Dimensionality reduction methods can be extremely effective at identifying modular components of a system when this structure is not known a priori. These methods work to find a smaller approximation of a dataset by identifying patterns. However, these methods universally struggle with measurements collected across different modes, such as over time, cell types, and perturbations. While techniques such as U-MAP may reduce the data into patterns, they can remain a confusing mixture of these mode effects.
Tensor generalizations of dimensionality reduction provide solutions to this problem. Using several recent applications of these techniques across three length and complexity scales, I will show how these methods improve our ability to identify the mechanisms of and control cell response. In designing cell type-selective IL-2 therapies for autoimmune disease, analyzing serology responses to SARS-CoV-2 and HIV, or integrating data of infection response across ‘omic technologies, tensor methods help provide insight into the underlying biology. Specifically, tensor methods improve the extent to which we can simplify the data, separate mode (e.g., time, perturbation) effects, and integrate patterns across datasets. Finally, I will discuss some of the reasons that tensor-based methods remain limited in their bioengineering application. Resolving these limitations, and applying these methods in a more widespread manner, will help improve our ability to control cellular responses.
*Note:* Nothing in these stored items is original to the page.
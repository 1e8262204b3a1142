//! Uppercase letter templates.
//!
//! Lowercase letters without a dedicated design reuse these recipes drawn in
//! the x-height box. The per-letter fractional constants (`stroke × 0.7`,
//! `height × 0.4`, …) are empirical visual-design values.

use kurbo::Point;

use paraglyph_graphics::shapes::KAPPA;
use paraglyph_graphics::types::Scalar;

use crate::pen::ContourPen;
use crate::primitives::{
    bar, capped_bar_both, capped_bar_mid, capped_bar_right, half_ring_right, open_ring, quad,
    rect_cw, ring, stem,
};
use crate::style::{DerivedParameters, Stress};
use crate::templates::GlyphBox;

/// A: two diagonal legs with a crossbar. The apex corners take the corner
/// radius as quadratic fillets; the leg joints stay sharp.
pub fn letter_a(pen: &mut ContourPen, gb: &GlyphBox, style: &DerivedParameters) {
    let (w, h, m) = (gb.width, gb.height, gb.margin);
    let stroke = style.stroke_width;
    let half = stroke / 2.0;
    let corner_r = style.corner_radius;

    let apex_x = w / 2.0;
    let apex_y = h;

    pen.move_to((m, 0.0));
    if corner_r > 0.0 {
        pen.line_to((apex_x - half - corner_r, apex_y - corner_r));
        pen.quad_to((apex_x - half, apex_y), (apex_x, apex_y));
        pen.quad_to((apex_x + half, apex_y), (apex_x + half + corner_r, apex_y - corner_r));
        pen.line_to((w - m, 0.0));
    } else {
        pen.line_to((apex_x - half, apex_y));
        pen.line_to((apex_x + half, apex_y));
        pen.line_to((w - m, 0.0));
    }

    // Crossbar, cut into the return path.
    let crossbar_y = h * 0.4;
    let crossbar_h = style.horizontal_stroke;
    pen.line_to((w - m - stroke * 0.5, crossbar_y));
    pen.line_to((w - m - stroke * 0.5, crossbar_y + crossbar_h));
    pen.line_to((m + stroke * 0.5, crossbar_y + crossbar_h));
    pen.line_to((m + stroke * 0.5, crossbar_y));

    // Back along the inner edges of the legs.
    pen.line_to((w - m - stroke * 0.7, 0.0));
    if corner_r > 0.0 {
        pen.line_to((apex_x + half + corner_r, h - stroke));
        pen.line_to((apex_x - half - corner_r, h - stroke));
    } else {
        pen.line_to((apex_x + half, h - stroke));
        pen.line_to((apex_x - half, h - stroke));
    }
    pen.line_to((m + stroke * 0.7, 0.0));
    pen.close();
}

/// B: stem plus two stacked bowls.
pub fn letter_b(pen: &mut ContourPen, gb: &GlyphBox, style: &DerivedParameters) {
    let (w, h, m) = (gb.width, gb.height, gb.margin);
    let stroke = style.stroke_width;

    stem(pen, m, 0.0, h, stroke);

    let rx = (w - m - stroke - m) / 2.0;
    let cx = m + stroke + rx;
    let ry = h * 0.25;

    half_ring_right(pen, m + stroke, cx, h * 0.75, rx, ry, rx - stroke, ry - stroke);
    half_ring_right(pen, m + stroke, cx, h * 0.25, rx, ry, rx - stroke, ry - stroke);
}

/// C: an open ring; the opening angle comes from the aperture axis.
pub fn letter_c(pen: &mut ContourPen, gb: &GlyphBox, style: &DerivedParameters) {
    let (w, h, m) = (gb.width, gb.height, gb.margin);
    let stroke = style.stroke_width;

    let cx = w / 2.0;
    let cy = h / 2.0;
    let rx = (w - 2.0 * m) / 2.0;
    let ry = h / 2.0;

    open_ring(pen, cx, cy, rx, ry, rx - stroke, ry - stroke, style.aperture_angle);
}

/// D: stem plus one full-height bowl.
pub fn letter_d(pen: &mut ContourPen, gb: &GlyphBox, style: &DerivedParameters) {
    let (w, h, m) = (gb.width, gb.height, gb.margin);
    let stroke = style.stroke_width;

    stem(pen, m, 0.0, h, stroke);

    let rx = (w - 2.0 * m - stroke) / 2.0;
    let cx = w - m - rx;
    half_ring_right(pen, m + stroke, cx, h / 2.0, rx, h / 2.0, rx - stroke, h / 2.0 - stroke);
}

/// E: stem plus three bars; the free bar ends carry the terminal style.
pub fn letter_e(pen: &mut ContourPen, gb: &GlyphBox, style: &DerivedParameters) {
    let (w, h, m) = (gb.width, gb.height, gb.margin);
    let stroke = style.stroke_width;
    let hs = style.horizontal_stroke;

    stem(pen, m, 0.0, h, stroke);
    capped_bar_right(pen, m, w - m, h - hs, h, stroke, style.terminals);
    capped_bar_mid(pen, m, w - 2.0 * m, h / 2.0 - hs / 2.0, h / 2.0 + hs / 2.0, stroke, style.terminals);
    capped_bar_right(pen, m, w - m, 0.0, hs, stroke, style.terminals);
}

/// F: E without the baseline bar.
pub fn letter_f(pen: &mut ContourPen, gb: &GlyphBox, style: &DerivedParameters) {
    let (w, h, m) = (gb.width, gb.height, gb.margin);
    let stroke = style.stroke_width;
    let hs = style.horizontal_stroke;

    stem(pen, m, 0.0, h, stroke);
    capped_bar_right(pen, m, w - m, h - hs, h, stroke, style.terminals);
    capped_bar_mid(pen, m, w - 2.0 * m, h / 2.0 - hs / 2.0, h / 2.0 + hs / 2.0, stroke, style.terminals);
}

/// G: C plus a crossbar reaching into the opening.
pub fn letter_g(pen: &mut ContourPen, gb: &GlyphBox, style: &DerivedParameters) {
    let (w, h, m) = (gb.width, gb.height, gb.margin);
    let hs = style.horizontal_stroke;

    letter_c(pen, gb, style);
    bar(pen, w / 2.0, w - m, h / 2.0 - hs / 2.0, h / 2.0 + hs / 2.0);
}

/// H: two stems joined by a crossbar.
pub fn letter_h(pen: &mut ContourPen, gb: &GlyphBox, style: &DerivedParameters) {
    let (w, h, m) = (gb.width, gb.height, gb.margin);
    let stroke = style.stroke_width;
    let hs = style.horizontal_stroke;

    stem(pen, m, 0.0, h, stroke);
    stem(pen, w - m - stroke, 0.0, h, stroke);
    bar(pen, m, w - m, h / 2.0 - hs / 2.0, h / 2.0 + hs / 2.0);
}

/// I: a single centered stem spanning the full height.
pub fn letter_i(pen: &mut ContourPen, gb: &GlyphBox, style: &DerivedParameters) {
    let (w, h) = (gb.width, gb.height);
    let stroke = style.stroke_width;
    stem(pen, w / 2.0 - stroke / 2.0, 0.0, h, stroke);
}

/// J: top bar, right stem and a connecting arch.
pub fn letter_j(pen: &mut ContourPen, gb: &GlyphBox, style: &DerivedParameters) {
    let (w, h, m) = (gb.width, gb.height, gb.margin);
    let hs = style.horizontal_stroke;

    bar(pen, m, w - m, h - hs, h);
    j_hook(pen, gb, style);
}
//! Bezier curve evaluation.
//!
//! Standard Bernstein-basis evaluation for cubic and quadratic segments.
//! `t` is unconstrained; callers use `[0, 1]`.

use kurbo::Point;

use crate::types::Scalar;

/// Evaluate a cubic Bezier at parameter `t`.
///
/// `p0` and `p3` are the endpoints, `p1` and `p2` the control points.
#[expect(
    clippy::many_single_char_names,
    reason = "standard Bezier math variable names (a, b, c, d, s, t)"
)]
#[must_use]
pub fn cubic_point(p0: Point, p1: Point, p2: Point, p3: Point, t: Scalar) -> Point {
    let s = 1.0 - t;
    let a = s * s * s;
    let b = 3.0 * s * s * t;
    let c = 3.0 * s * t * t;
    let d = t * t * t;
    Point::new(
        d.mul_add(p3.x, a.mul_add(p0.x, b.mul_add(p1.x, c * p2.x))),
        d.mul_add(p3.y, a.mul_add(p0.y, b.mul_add(p1.y, c * p2.y))),
    )
}

/// Evaluate a quadratic Bezier at parameter `t`.
///
/// `p0` and `p2` are the endpoints, `p1` the control point.
#[expect(
    clippy::many_single_char_names,
    reason = "standard Bezier math variable names (a, b, c, s, t)"
)]
#[must_use]
pub fn quadratic_point(p0: Point, p1: Point, p2: Point, t: Scalar) -> Point {
    let s = 1.0 - t;
    let a = s * s;
    let b = 2.0 * s * t;
    let c = t * t;
    Point::new(
        a.mul_add(p0.x, b.mul_add(p1.x, c * p2.x)),
        a.mul_add(p0.y, b.mul_add(p1.y, c * p2.y)),
    )
}

// ---------------------------------------------------------------------------
// Tests
// ---------------------------------------------------------------------------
Bio: Dr. Aaron Meyer is an Assistant Professor of Bioengineering at the University of California, Los Angeles. After receiving his B.S. in Bioengineering from UCLA, Dr. Meyer completed his Ph.D. studies in Biological Engineering at the Massachusetts Institute of Technology and then went on to be an independent fellow at the Koch Institute for Integrative Cancer Research. Dr. Meyer’s research aims to develop new computational methods, deeply integrated with experiments, to understand intercellular communication and how it can be therapeutically manipulated. His lab focuses on combinations of mechanistic and data-driven modeling as a solution to our incomplete knowledge of cellular pathways, with applications in cancer and immunity where models can have immediate therapeutic impact. His work has been recognized by the NIH Director’s Early Independence Award, a Siebel Scholars award, a Hellman Fellowship, the UCLA Faculty Career Development Award, the Northrop Grumman Excellence in Teaching Award, and he has been named as Ten to Watch by the Amgen Foundation.